- **Directions for this task**: Give the number of lines in this listing that contain the word "long", and nothing else.

- **Records for this task**:
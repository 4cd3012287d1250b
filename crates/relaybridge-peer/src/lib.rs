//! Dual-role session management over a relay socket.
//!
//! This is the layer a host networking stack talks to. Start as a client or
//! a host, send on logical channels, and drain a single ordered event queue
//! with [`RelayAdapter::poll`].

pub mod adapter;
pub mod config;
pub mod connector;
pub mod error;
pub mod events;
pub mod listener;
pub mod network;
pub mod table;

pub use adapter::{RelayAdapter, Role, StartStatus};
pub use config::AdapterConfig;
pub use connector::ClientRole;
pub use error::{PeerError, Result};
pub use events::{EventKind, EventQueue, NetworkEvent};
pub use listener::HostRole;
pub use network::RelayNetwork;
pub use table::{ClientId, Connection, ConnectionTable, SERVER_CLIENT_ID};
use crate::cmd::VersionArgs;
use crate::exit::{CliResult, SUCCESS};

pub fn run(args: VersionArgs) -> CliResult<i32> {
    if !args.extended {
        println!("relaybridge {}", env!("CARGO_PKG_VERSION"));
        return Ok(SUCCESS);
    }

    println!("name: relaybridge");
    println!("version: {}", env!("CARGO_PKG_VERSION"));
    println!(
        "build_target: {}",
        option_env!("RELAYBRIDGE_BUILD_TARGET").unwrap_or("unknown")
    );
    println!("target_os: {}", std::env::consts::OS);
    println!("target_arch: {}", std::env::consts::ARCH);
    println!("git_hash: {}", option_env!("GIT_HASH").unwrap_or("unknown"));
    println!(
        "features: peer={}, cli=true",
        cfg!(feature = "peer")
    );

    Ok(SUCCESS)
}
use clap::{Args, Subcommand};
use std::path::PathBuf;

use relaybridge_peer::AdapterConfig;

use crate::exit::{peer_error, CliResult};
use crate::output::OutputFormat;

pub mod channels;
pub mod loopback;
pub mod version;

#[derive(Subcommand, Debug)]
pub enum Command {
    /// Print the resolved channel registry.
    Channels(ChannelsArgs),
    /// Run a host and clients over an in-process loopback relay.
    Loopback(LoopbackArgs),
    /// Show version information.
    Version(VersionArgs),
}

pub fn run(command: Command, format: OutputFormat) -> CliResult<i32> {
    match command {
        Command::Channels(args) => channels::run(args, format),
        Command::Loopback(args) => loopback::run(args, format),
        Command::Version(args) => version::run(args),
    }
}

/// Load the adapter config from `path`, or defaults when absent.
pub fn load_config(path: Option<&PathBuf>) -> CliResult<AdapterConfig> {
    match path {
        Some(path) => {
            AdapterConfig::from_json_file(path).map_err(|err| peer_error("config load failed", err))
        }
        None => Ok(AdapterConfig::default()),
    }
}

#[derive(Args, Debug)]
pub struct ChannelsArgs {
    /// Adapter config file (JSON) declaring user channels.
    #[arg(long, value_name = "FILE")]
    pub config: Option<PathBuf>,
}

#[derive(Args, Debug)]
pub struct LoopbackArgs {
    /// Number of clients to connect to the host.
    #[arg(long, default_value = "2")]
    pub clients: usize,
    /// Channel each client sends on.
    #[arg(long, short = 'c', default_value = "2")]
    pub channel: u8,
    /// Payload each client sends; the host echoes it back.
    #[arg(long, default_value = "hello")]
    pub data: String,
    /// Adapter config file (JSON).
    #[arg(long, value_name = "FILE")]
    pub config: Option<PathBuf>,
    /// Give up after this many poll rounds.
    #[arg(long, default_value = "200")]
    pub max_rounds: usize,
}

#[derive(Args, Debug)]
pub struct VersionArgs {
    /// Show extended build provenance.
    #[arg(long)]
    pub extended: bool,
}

---

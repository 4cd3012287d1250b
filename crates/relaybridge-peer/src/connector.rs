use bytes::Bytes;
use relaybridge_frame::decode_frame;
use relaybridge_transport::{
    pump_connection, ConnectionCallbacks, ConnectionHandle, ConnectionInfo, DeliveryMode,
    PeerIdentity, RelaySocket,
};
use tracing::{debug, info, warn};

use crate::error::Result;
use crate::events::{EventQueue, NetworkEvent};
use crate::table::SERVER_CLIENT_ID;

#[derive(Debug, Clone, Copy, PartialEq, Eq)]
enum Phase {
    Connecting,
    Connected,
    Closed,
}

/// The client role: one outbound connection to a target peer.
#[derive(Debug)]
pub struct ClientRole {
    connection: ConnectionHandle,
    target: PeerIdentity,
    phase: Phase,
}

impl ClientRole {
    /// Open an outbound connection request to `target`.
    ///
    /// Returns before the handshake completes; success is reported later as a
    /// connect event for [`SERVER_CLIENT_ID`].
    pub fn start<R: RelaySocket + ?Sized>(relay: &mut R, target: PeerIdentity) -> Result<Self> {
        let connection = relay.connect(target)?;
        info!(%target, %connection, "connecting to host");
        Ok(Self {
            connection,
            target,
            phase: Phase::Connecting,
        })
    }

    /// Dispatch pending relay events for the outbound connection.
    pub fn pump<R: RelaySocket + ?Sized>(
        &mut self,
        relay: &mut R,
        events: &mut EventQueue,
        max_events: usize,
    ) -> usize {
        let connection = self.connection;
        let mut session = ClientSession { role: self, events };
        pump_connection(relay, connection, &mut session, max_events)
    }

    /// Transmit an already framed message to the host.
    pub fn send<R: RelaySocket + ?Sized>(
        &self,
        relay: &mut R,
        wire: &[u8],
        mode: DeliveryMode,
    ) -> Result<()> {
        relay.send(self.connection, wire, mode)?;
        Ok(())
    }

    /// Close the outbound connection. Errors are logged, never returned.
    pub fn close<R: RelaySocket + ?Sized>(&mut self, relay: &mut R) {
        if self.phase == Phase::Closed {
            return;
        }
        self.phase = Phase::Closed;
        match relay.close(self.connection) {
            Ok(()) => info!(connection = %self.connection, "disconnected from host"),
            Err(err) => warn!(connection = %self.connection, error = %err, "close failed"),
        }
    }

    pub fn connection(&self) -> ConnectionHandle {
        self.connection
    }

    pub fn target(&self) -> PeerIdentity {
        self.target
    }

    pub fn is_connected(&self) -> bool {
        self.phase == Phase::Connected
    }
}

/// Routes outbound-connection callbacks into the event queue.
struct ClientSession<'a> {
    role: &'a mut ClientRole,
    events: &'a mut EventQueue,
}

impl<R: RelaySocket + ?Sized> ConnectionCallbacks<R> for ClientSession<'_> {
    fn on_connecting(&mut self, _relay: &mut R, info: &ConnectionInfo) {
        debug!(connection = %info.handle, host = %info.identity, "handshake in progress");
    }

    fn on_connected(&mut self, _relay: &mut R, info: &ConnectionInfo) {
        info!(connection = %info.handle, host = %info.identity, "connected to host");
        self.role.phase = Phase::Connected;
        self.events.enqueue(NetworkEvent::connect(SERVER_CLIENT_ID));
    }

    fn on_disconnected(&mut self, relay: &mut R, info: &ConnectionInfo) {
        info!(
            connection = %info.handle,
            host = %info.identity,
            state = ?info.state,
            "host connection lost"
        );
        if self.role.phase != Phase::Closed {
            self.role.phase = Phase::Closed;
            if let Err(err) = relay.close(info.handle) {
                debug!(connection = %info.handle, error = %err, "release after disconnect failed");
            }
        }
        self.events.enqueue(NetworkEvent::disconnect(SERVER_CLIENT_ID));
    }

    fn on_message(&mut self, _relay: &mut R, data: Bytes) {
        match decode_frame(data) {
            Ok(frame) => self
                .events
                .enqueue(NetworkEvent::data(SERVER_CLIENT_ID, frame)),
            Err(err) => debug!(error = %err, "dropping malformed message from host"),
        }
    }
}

- **Answer box**: 7